Problem requirements — A word-for-word transcription of the data below is required.

Provided data —
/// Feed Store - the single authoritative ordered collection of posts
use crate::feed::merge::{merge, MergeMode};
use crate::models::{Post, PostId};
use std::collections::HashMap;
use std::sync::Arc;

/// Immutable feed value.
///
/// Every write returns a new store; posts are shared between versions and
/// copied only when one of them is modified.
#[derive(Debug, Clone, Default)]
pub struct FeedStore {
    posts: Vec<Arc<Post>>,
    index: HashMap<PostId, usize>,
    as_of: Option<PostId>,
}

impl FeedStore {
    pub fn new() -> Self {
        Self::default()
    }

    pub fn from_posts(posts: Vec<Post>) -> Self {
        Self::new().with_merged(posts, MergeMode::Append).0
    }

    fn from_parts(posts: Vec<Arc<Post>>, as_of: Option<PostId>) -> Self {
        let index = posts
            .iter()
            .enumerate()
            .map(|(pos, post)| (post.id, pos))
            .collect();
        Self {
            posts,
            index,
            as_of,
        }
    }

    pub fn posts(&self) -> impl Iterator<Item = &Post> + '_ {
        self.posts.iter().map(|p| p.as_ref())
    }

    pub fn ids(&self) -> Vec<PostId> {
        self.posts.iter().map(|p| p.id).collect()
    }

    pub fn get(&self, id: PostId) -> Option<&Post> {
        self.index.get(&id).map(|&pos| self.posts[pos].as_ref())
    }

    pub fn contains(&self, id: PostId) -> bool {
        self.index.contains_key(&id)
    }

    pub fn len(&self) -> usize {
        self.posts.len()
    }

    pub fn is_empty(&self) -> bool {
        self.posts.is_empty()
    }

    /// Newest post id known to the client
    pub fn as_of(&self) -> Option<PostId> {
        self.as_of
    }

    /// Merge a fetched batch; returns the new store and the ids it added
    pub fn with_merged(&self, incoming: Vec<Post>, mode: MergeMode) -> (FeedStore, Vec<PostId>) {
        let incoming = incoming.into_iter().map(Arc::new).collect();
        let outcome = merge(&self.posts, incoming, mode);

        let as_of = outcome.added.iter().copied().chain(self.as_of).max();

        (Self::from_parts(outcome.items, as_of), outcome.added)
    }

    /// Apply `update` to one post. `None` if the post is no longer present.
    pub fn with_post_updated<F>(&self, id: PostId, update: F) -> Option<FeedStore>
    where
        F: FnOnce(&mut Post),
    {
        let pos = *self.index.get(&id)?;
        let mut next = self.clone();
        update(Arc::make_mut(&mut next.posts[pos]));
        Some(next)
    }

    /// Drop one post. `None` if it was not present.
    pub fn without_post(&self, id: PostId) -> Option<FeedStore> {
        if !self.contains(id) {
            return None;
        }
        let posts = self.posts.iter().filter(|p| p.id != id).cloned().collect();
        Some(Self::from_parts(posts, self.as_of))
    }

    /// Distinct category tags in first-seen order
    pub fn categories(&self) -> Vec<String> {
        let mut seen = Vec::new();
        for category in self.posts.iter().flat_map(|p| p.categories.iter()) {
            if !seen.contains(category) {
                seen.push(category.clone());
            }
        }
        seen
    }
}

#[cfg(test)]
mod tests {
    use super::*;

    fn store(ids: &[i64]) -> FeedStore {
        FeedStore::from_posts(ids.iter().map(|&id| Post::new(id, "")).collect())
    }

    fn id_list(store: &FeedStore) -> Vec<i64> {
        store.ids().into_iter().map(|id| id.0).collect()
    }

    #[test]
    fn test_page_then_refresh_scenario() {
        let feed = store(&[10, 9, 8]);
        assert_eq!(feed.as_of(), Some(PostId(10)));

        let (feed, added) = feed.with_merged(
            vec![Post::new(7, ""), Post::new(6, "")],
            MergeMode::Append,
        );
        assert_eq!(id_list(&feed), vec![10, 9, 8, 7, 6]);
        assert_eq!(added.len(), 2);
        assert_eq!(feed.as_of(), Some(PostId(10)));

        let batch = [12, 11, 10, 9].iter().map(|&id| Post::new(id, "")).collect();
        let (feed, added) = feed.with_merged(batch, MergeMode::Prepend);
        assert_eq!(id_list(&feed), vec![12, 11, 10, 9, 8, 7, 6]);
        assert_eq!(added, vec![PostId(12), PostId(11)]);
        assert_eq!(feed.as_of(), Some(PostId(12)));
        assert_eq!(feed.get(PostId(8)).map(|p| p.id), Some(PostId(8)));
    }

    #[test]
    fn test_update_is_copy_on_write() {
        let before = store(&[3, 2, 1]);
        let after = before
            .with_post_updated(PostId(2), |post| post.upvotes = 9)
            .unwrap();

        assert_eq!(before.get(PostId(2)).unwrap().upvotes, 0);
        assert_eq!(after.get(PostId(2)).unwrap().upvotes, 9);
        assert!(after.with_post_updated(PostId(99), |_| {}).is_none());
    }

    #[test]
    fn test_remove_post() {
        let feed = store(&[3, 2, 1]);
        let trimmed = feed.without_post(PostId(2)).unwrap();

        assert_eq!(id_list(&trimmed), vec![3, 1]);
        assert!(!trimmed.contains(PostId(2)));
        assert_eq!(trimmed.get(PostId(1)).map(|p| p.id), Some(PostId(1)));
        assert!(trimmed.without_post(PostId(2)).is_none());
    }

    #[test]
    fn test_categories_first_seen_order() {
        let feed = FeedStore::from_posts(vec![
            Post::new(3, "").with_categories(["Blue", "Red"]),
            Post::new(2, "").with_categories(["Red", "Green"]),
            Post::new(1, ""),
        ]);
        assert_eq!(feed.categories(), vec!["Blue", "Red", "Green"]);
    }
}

Completed task —
/// Feed Store - the single authoritative ordered collection of posts
use crate::feed::merge::{merge, MergeMode};
use crate::models::{Post, PostId};
use std::collections::HashMap;
use std::sync::Arc;

/// Immutable feed value.
///
/// Every write returns a new store; posts are shared between versions and
/// copied only when one of them is modified.
#[derive(Debug, Clone, Default)]
pub struct FeedStore {
    posts: Vec<Arc<Post>>,
    index: HashMap<PostId, usize>,
    as_of: Option<PostId>,
}

impl FeedStore {
    pub fn new() -> Self {
        Self::default()
    }

    pub fn from_posts(posts: Vec<Post>) -> Self {
        Self::new().with_merged(posts, MergeMode::Append).0
    }

    fn from_parts(posts: Vec<Arc<Post>>, as_of: Option<PostId>) -> Self {
        let index = posts
            .iter()
            .enumerate()
            .map(|(pos, post)| (post.id, pos))
            .collect();
        Self {
            posts,
            index,
            as_of,
        }
    }

    pub fn posts(&self) -> impl Iterator<Item = &Post> + '_ {
        self.posts.iter().map(|p| p.as_ref())
    }

    pub fn ids(&self) -> Vec<PostId> {
        self.posts.iter().map(|p| p.id).collect()
    }

    pub fn get(&self, id: PostId) -> Option<&Post> {
        self.index.get(&id).map(|&pos| self.posts[pos].as_ref())
    }

    pub fn contains(&self, id: PostId) -> bool {
        self.index.contains_key(&id)
    }

    pub fn len(&self) -> usize {
        self.posts.len()
    }

    pub fn is_empty(&self) -> bool {
        self.posts.is_empty()
    }

    /// Newest post id known to the client
    pub fn as_of(&self) -> Option<PostId> {
        self.as_of
    }

    /// Merge a fetched batch; returns the new store and the ids it added
    pub fn with_merged(&self, incoming: Vec<Post>, mode: MergeMode) -> (FeedStore, Vec<PostId>) {
        let incoming = incoming.into_iter().map(Arc::new).collect();
        let outcome = merge(&self.posts, incoming, mode);

        let as_of = outcome.added.iter().copied().chain(self.as_of).max();

        (Self::from_parts(outcome.items, as_of), outcome.added)
    }

    /// Apply `update` to one post. `None` if the post is no longer present.
    pub fn with_post_updated<F>(&self, id: PostId, update: F) -> Option<FeedStore>
    where
        F: FnOnce(&mut Post),
    {
        let pos = *self.index.get(&id)?;
        let mut next = self.clone();
        update(Arc::make_mut(&mut next.posts[pos]));
        Some(next)
    }

    /// Drop one post. `None` if it was not present.
    pub fn without_post(&self, id: PostId) -> Option<FeedStore> {
        if !self.contains(id) {
            return None;
        }
        let posts = self.posts.iter().filter(|p| p.id != id).cloned().collect();
        Some(Self::from_parts(posts, self.as_of))
    }

    /// Distinct category tags in first-seen order
    pub fn categories(&self) -> Vec<String> {
        let mut seen = Vec::new();
        for category in self.posts.iter().flat_map(|p| p.categories.iter()) {
            if !seen.contains(category) {
                seen.push(category.clone());
            }
        }
        seen
    }
}

#[cfg(test)]
mod tests {
    use super::*;

    fn store(ids: &[i64]) -> FeedStore {
        FeedStore::from_posts(ids.iter().map(|&id| Post::new(id, "")).collect())
    }

    fn id_list(store: &FeedStore) -> Vec<i64> {
        store.ids().into_iter().map(|id| id.0).collect()
    }

    #[test]
    fn test_page_then_refresh_scenario() {
        let feed = store(&[10, 9, 8]);
        assert_eq!(feed.as_of(), Some(PostId(10)));

        let (feed, added) = feed.with_merged(
            vec![Post::new(7, ""), Post::new(6, "")],
            MergeMode::Append,
        );
        assert_eq!(id_list(&feed), vec![10, 9, 8, 7, 6]);
        assert_eq!(added.len(), 2);
        assert_eq!(feed.as_of(), Some(PostId(10)));

        let batch = [12, 11, 10, 9].iter().map(|&id| Post::new(id, "")).collect();
        let (feed, added) = feed.with_merged(batch, MergeMode::Prepend);
        assert_eq!(id_list(&feed), vec![12, 11, 10, 9, 8, 7, 6]);
        assert_eq!(added, vec![PostId(12), PostId(11)]);
        assert_eq!(feed.as_of(), Some(PostId(12)));
        assert_eq!(feed.get(PostId(8)).map(|p| p.id), Some(PostId(8)));
    }

    #[test]
    fn test_update_is_copy_on_write() {
        let before = store(&[3, 2, 1]);
        let after = before
            .with_post_updated(PostId(2), |post| post.upvotes = 9)
            .unwrap();

        assert_eq!(before.get(PostId(2)).unwrap().upvotes, 0);
        assert_eq!(after.get(PostId(2)).unwrap().upvotes, 9);
        assert!(after.with_post_updated(PostId(99), |_| {}).is_none());
    }

    #[test]
    fn test_remove_post() {
        let feed = store(&[3, 2, 1]);
        let trimmed = feed.without_post(PostId(2)).unwrap();

        assert_eq!(id_list(&trimmed), vec![3, 1]);
        assert!(!trimmed.contains(PostId(2)));
        assert_eq!(trimmed.get(PostId(1)).map(|p| p.id), Some(PostId(1)));
        assert!(trimmed.without_post(PostId(2)).is_none());
    }

    #[test]
    fn test_categories_first_seen_order() {
        let feed = FeedStore::from_posts(vec![
            Post::new(3, "").with_categories(["Blue", "Red"]),
            Post::new(2, "").with_categories(["Red", "Green"]),
            Post::new(1, ""),
        ]);
        assert_eq!(feed.categories(), vec!["Blue", "Red", "Green"]);
    }
}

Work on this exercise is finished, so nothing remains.